impl Quaternion {
    pub fn identity() -> Self {
        Quaternion(
            Tensor::from_data(vec![1.0, 0.0, 0.0, 0.0], &[], &[], &[4])
                .expect("four components always fill a Quaternion"),
        )
    }

    /// The rotation matrix of a unit quaternion `(w, x, y, z)`.
    pub fn to_matrix(&self) -> Result<R2> {
        let q = self.0.data();
        if self.0.batch_dim() != 0 {
            return Err(MateriaError::unsupported(
                "batched quaternion rotation matrices are not implemented",
            ));
        }
        let (w, x, y, z) = (q[0], q[1], q[2], q[3]);
        let data = vec![
            1.0 - 2.0 * (y * y + z * z),
            2.0 * (x * y - w * z),
            2.0 * (x * z + w * y),
            2.0 * (x * y + w * z),
            1.0 - 2.0 * (x * x + z * z),
            2.0 * (y * z - w * x),
            2.0 * (x * z - w * y),
            2.0 * (y * z + w * x),
            1.0 - 2.0 * (x * x + y * y),
        ];
        R2::from_tensor(Tensor::from_data(data, &[], &[], &[3, 3])?)
    }

    /// Rotates a vector.
    pub fn rotate(&self, v: &Vec3) -> Result<Vec3> {
        self.to_matrix()?.apply(v)
    }
}

#[cfg(test)]
mod tests {
    use super::*;
    use approx::assert_relative_eq;

    #[test]
    fn type_names_and_base_shapes() {
        assert_eq!(Scalar::TYPE_NAME, "Scalar");
        assert_eq!(Scalar::const_base_sizes(), Vec::<usize>::new());
        assert_eq!(Vec3::const_base_sizes(), vec![3]);
        assert_eq!(R2::const_base_sizes(), vec![3, 3]);
        assert_eq!(SR2::const_base_sizes(), vec![6]);
        assert_eq!(SSR4::const_base_sizes(), vec![6, 6]);
        assert_eq!(Quaternion::const_base_sizes(), vec![4]);
    }

    #[test]
    fn from_tensor_checks_base() {
        assert!(SR2::from_tensor(Tensor::zeros(&[], &[], &[6])).is_ok());
        assert!(SR2::from_tensor(Tensor::zeros(&[], &[], &[5])).is_err());
    }

    #[test]
    fn trace_and_split() {
        let s = SR2::from_components(1.0, 2.0, 3.0, 0.5, 0.6, 0.7);
        assert_relative_eq!(s.tr().unwrap().item().unwrap(), 6.0);

        let vol = s.vol().unwrap();
        let dev = s.dev().unwrap();
        assert_relative_eq!(vol.tr().unwrap().item().unwrap(), 6.0, epsilon = 1e-12);
        assert_relative_eq!(dev.tr().unwrap().item().unwrap(), 0.0, epsilon = 1e-12);
    }

    #[test]
    fn mandel_roundtrip() {
        let s = SR2::from_components(1.0, 2.0, 3.0, 0.5, 0.6, 0.7);
        let full = s.to_full().unwrap();
        assert_relative_eq!(full.tensor().at(&[0, 0]), 1.0);
        assert_relative_eq!(full.tensor().at(&[1, 2]), 0.5);
        assert_relative_eq!(full.tensor().at(&[2, 1]), 0.5);

        let back = SR2::from_full(&full).unwrap();
        for (a, b) in back.tensor().data().iter().zip(s.tensor().data()) {
            assert_relative_eq!(a, b, epsilon = 1e-12);
        }
    }

    #[test]
    fn isotropic_stiffness_uniaxial() {
        let e = Scalar::from_value(100.0);
        let nu = Scalar::from_value(0.3);
        let c = SSR4::isotropic_e_nu(&e, &nu).unwrap();

        // Pure hydrostatic strain responds with 3 K tr / 3.
        let strain = SR2::from_components(0.01, 0.01, 0.01, 0.0, 0.0, 0.0);
        let stress = c.apply(&strain).unwrap();
        let k = 100.0 / (3.0 * (1.0 - 2.0 * 0.3));
        assert_relative_eq!(
            stress.tensor().data()[0],
            3.0 * k * 0.01,
            epsilon = 1e-10
        );
    }

    #[test]
    fn rotation_identity() {
        let r = Rot::identity();
        let v = Vec3::from_values(1.0, 2.0, 3.0);
        let rotated = r.rotate(&v).unwrap();
        for (a, b) in rotated.tensor().data().iter().zip(v.tensor().data()) {
            assert_relative_eq!(a, b, epsilon = 1e-12);
        }
    }

    #[test]
    fn rotation_quarter_turn() {
        let axis = Vec3::from_values(0.0, 0.0, 1.0);
        let r = Rot::from_axis_angle(&axis, std::f64::consts::FRAC_PI_2).unwrap();
        let v = Vec3::from_values(1.0, 0.0, 0.0);
        let rotated = r.rotate(&v).unwrap();
        assert_relative_eq!(rotated.tensor().data()[0], 0.0, epsilon = 1e-12);
        assert_relative_eq!(rotated.tensor().data()[1], 1.0, epsilon = 1e-12);
        assert_relative_eq!(rotated.tensor().data()[2], 0.0, epsilon = 1e-12);
    }

    #[test]
    fn quaternion_matches_rodrigues() {
        let half = std::f64::consts::FRAC_PI_4;
        let q = Quaternion::from_tensor(
            Tensor::from_data(vec![half.cos(), 0.0, 0.0, half.sin()], &[], &[], &[4]).unwrap(),
        )
        .unwrap();
        let v = Vec3::from_values(1.0, 0.0, 0.0);
        let rotated = q.rotate(&v).unwrap();
        assert_relative_eq!(rotated.tensor().data()[1], 1.0, epsilon = 1e-12);
    }
}
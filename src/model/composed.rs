//! `composed` evaluates a directed graph of registered models as one
//! model.
//!
//! Submodels are evaluated in dependency order, with intermediate
//! variables flowing through variable references. Total first and
//! second derivatives with respect to the composed model's inputs are
//! obtained by walking the dependency graph in reverse and applying the
//! chain rule to the recorded partials.

use super::model::{Model, ModelBase, ModelRef};
use super::name::VariableName;
use super::resolver::DependencyResolver;
use crate::base::settings::Settings;
use crate::errors::Result;
use crate::tensor::{einsum, mm, Tensor};
use indexmap::IndexMap;

type TotalDerivs = IndexMap<VariableName, Tensor>;
type TotalSecDerivs = IndexMap<VariableName, IndexMap<VariableName, Tensor>>;

pub struct ComposedModel {
    base: ModelBase,
    resolver: DependencyResolver,
}

impl ComposedModel {
    pub fn new(
        name: impl Into<String>,
        settings: Settings,
        submodels: Vec<ModelRef>,
    ) -> Result<Self> {
        let mut base = ModelBase::with_settings(name, settings);
        base.set_defines(true, true, true);

        let resolver = DependencyResolver::new(&submodels)?;

        // Inbound variables of the graph become this model's inputs;
        // every submodel output is exposed on the output axis.
        for sub in &submodels {
            let sub_ref = sub.borrow();
            for (name, var) in sub_ref.base().input_store().iter() {
                if resolver.is_inbound(name) {
                    base.input_store_mut().clone_variable(var);
                }
            }
            for (_, var) in sub_ref.base().output_store().iter() {
                base.output_store_mut().clone_variable(var);
            }
        }

        for sub in submodels {
            base.register_model(sub, false)?;
        }

        Ok(ComposedModel { base, resolver })
    }

    fn add_to(map: &mut TotalDerivs, key: VariableName, value: Tensor) -> Result<()> {
        match map.get(&key) {
            Some(existing) => {
                let sum = existing.add(&value)?;
                map.insert(key, sum);
            }
            None => {
                map.insert(key, value);
            }
        }
        Ok(())
    }

    fn add_to_2(
        map: &mut TotalSecDerivs,
        k1: VariableName,
        k2: VariableName,
        value: Tensor,
    ) -> Result<()> {
        let row = map.entry(k1).or_insert_with(IndexMap::new);
        match row.get(&k2) {
            Some(existing) => {
                let sum = existing.add(&value)?;
                row.insert(k2, sum);
            }
            None => {
                row.insert(k2, value);
            }
        }
        Ok(())
    }

    /// Total first derivatives of a provided variable with respect to
    /// the inbound variables, summing over paths through the graph.
    fn total_derivatives(&self, model_idx: usize, vname: &VariableName) -> Result<TotalDerivs> {
        let yvar = {
            let sub = self.base.registered_models()[model_idx].borrow();
            sub.base().output_variable(vname)?
        };

        let mut derivs = TotalDerivs::new();
        for (uname, dy_du) in yvar.derivatives()? {
            if self.resolver.is_inbound(&uname) {
                Self::add_to(&mut derivs, uname, dy_du)?;
            } else if let Some(provider) = self.resolver.provider_of(&uname) {
                for (xname, du_dx) in self.total_derivatives(provider, &uname)? {
                    Self::add_to(&mut derivs, xname, mm(&dy_du, &du_dx)?)?;
                }
            }
        }
        Ok(derivs)
    }

    /// Total second derivatives, applying the bilinear chain rule with
    /// its four contributing terms plus the propagation of first
    /// derivatives through curved submodels.
    fn total_second_derivatives(
        &self,
        model_idx: usize,
        vname: &VariableName,
    ) -> Result<TotalSecDerivs> {
        let yvar = {
            let sub = self.base.registered_models()[model_idx].borrow();
            sub.base().output_variable(vname)?
        };

        let mut sec_derivs = TotalSecDerivs::new();
        for (u1name, u2name, d2y) in yvar.second_derivatives()? {
            let u1_in = self.resolver.is_inbound(&u1name);
            let u2_in = self.resolver.is_inbound(&u2name);

            if u1_in && u2_in {
                Self::add_to_2(&mut sec_derivs, u1name, u2name, d2y)?;
            } else if u1_in {
                let provider = self.provider_or_skip(&u2name);
                if let Some(provider) = provider {
                    for (x2name, du2_dx) in self.total_derivatives(provider, &u2name)? {
                        Self::add_to_2(
                            &mut sec_derivs,
                            u1name.clone(),
                            x2name,
                            einsum("...ijq,...qk", &[&d2y, &du2_dx])?,
                        )?;
                    }
                }
            } else if u2_in {
                let provider = self.provider_or_skip(&u1name);
                if let Some(provider) = provider {
                    for (x1name, du1_dx) in self.total_derivatives(provider, &u1name)? {
                        Self::add_to_2(
                            &mut sec_derivs,
                            x1name,
                            u2name.clone(),
                            einsum("...ipk,...pj", &[&d2y, &du1_dx])?,
                        )?;
                    }
                }
            } else {
                let p1 = self.provider_or_skip(&u1name);
                let p2 = self.provider_or_skip(&u2name);
                if let (Some(p1), Some(p2)) = (p1, p2) {
                    for (x1name, du1_dx) in self.total_derivatives(p1, &u1name)? {
                        for (x2name, du2_dx) in self.total_derivatives(p2, &u2name)? {
                            Self::add_to_2(
                                &mut sec_derivs,
                                x1name.clone(),
                                x2name,
                                einsum("...ipq,...pj,...qk", &[&d2y, &du1_dx, &du2_dx])?,
                            )?;
                        }
                    }
                }
            }
        }

        for (uname, dy_du) in yvar.derivatives()? {
            if self.resolver.is_inbound(&uname) {
                continue;
            }
            if let Some(provider) = self.resolver.provider_of(&uname) {
                for (x1name, row) in self.total_second_derivatives(provider, &uname)? {
                    for (x2name, d2u_dx) in row {
                        Self::add_to_2(
                            &mut sec_derivs,
                            x1name.clone(),
                            x2name,
                            einsum("...ip,...pjk", &[&dy_du, &d2u_dx])?,
                        )?;
                    }
                }
            }
        }

        Ok(sec_derivs)
    }

    fn provider_or_skip(&self, name: &VariableName) -> Option<usize> {
        self.resolver.provider_of(name)
    }
}

impl Model for ComposedModel {
    fn base(&self) -> &ModelBase {
        &self.base
    }

    fn base_mut(&mut self) -> &mut ModelBase {
        &mut self.base
    }

    fn setup(&mut self) -> Result<()> {
        if self.base.setup_done() {
            return Ok(());
        }

        // Wire each submodel input either to the providing submodel's
        // output or to this model's own input.
        let submodels = self.base.registered_models().to_vec();
        for sub in &submodels {
            let sub_ref = sub.borrow();
            for (name, var) in sub_ref.base().input_store().iter() {
                if !var.owning() {
                    continue;
                }
                if let Some(provider) = self.resolver.provider_of(name) {
                    let out = submodels[provider].borrow().base().output_variable(name)?;
                    var.set_reference(&out)?;
                } else {
                    var.set_reference(&self.base.input_variable(name)?)?;
                }
            }
        }

        // Expose submodel outputs through this model's output axis.
        for sub in &submodels {
            let sub_ref = sub.borrow();
            for (name, var) in sub_ref.base().output_store().iter() {
                self.base.output_variable(name)?.set_reference(var)?;
            }
        }

        self.base.input_store_mut().setup_axis()?;
        self.base.output_store_mut().setup_axis()?;
        self.base.mark_setup();
        Ok(())
    }

    fn set_value(&mut self, out: bool, dout: bool, d2out: bool) -> Result<()> {
        // Evaluate the registered models in dependency order; values
        // flow through the variable references.
        let order: Vec<usize> = self.resolver.order().to_vec();
        for i in order {
            let sub = self.base.registered_models()[i].clone();
            let mut sub = sub.borrow_mut();
            let sub_dout = (dout || d2out) && sub.base().defines_derivatives();
            let sub_d2out = d2out && sub.base().defines_second_derivatives();
            sub.forward_maybe_jit(out || dout || d2out, sub_dout, sub_d2out)?;
        }

        if !dout && !d2out {
            return Ok(());
        }

        // Walk the graph in reverse and accumulate total derivatives
        // onto this model's output variables.
        let outputs: Vec<VariableName> = self
            .base
            .output_store()
            .iter()
            .map(|(name, _)| name.clone())
            .collect();

        for yname in outputs {
            let provider = match self.resolver.provider_of(&yname) {
                Some(provider) => provider,
                None => continue,
            };
            let yvar = self.base.output_variable(&yname)?;

            if dout || d2out {
                for (xname, total) in self.total_derivatives(provider, &yname)? {
                    let xvar = match self.base.input_variable(&xname) {
                        Ok(xvar) => xvar,
                        Err(_) => continue,
                    };
                    yvar.d_set_assembly(&xvar, total)?;
                }
            }

            if d2out {
                for (x1name, row) in self.total_second_derivatives(provider, &yname)? {
                    for (x2name, total) in row {
                        let x1 = self.base.input_variable(&x1name);
                        let x2 = self.base.input_variable(&x2name);
                        if let (Ok(x1), Ok(x2)) = (x1, x2) {
                            yvar.d2_set_assembly(&x1, &x2, total)?;
                        }
                    }
                }
            }
        }

        Ok(())
    }
}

**Exercise requirements:**
Go line by line through the material above and return each one that includes "ModelBase".

**Answer to this task:**
use super::model::{Model, ModelBase, ModelRef};
    base: ModelBase,
        let mut base = ModelBase::with_settings(name, settings);
    fn base(&self) -> &ModelBase {
    fn base_mut(&mut self) -> &mut ModelBase {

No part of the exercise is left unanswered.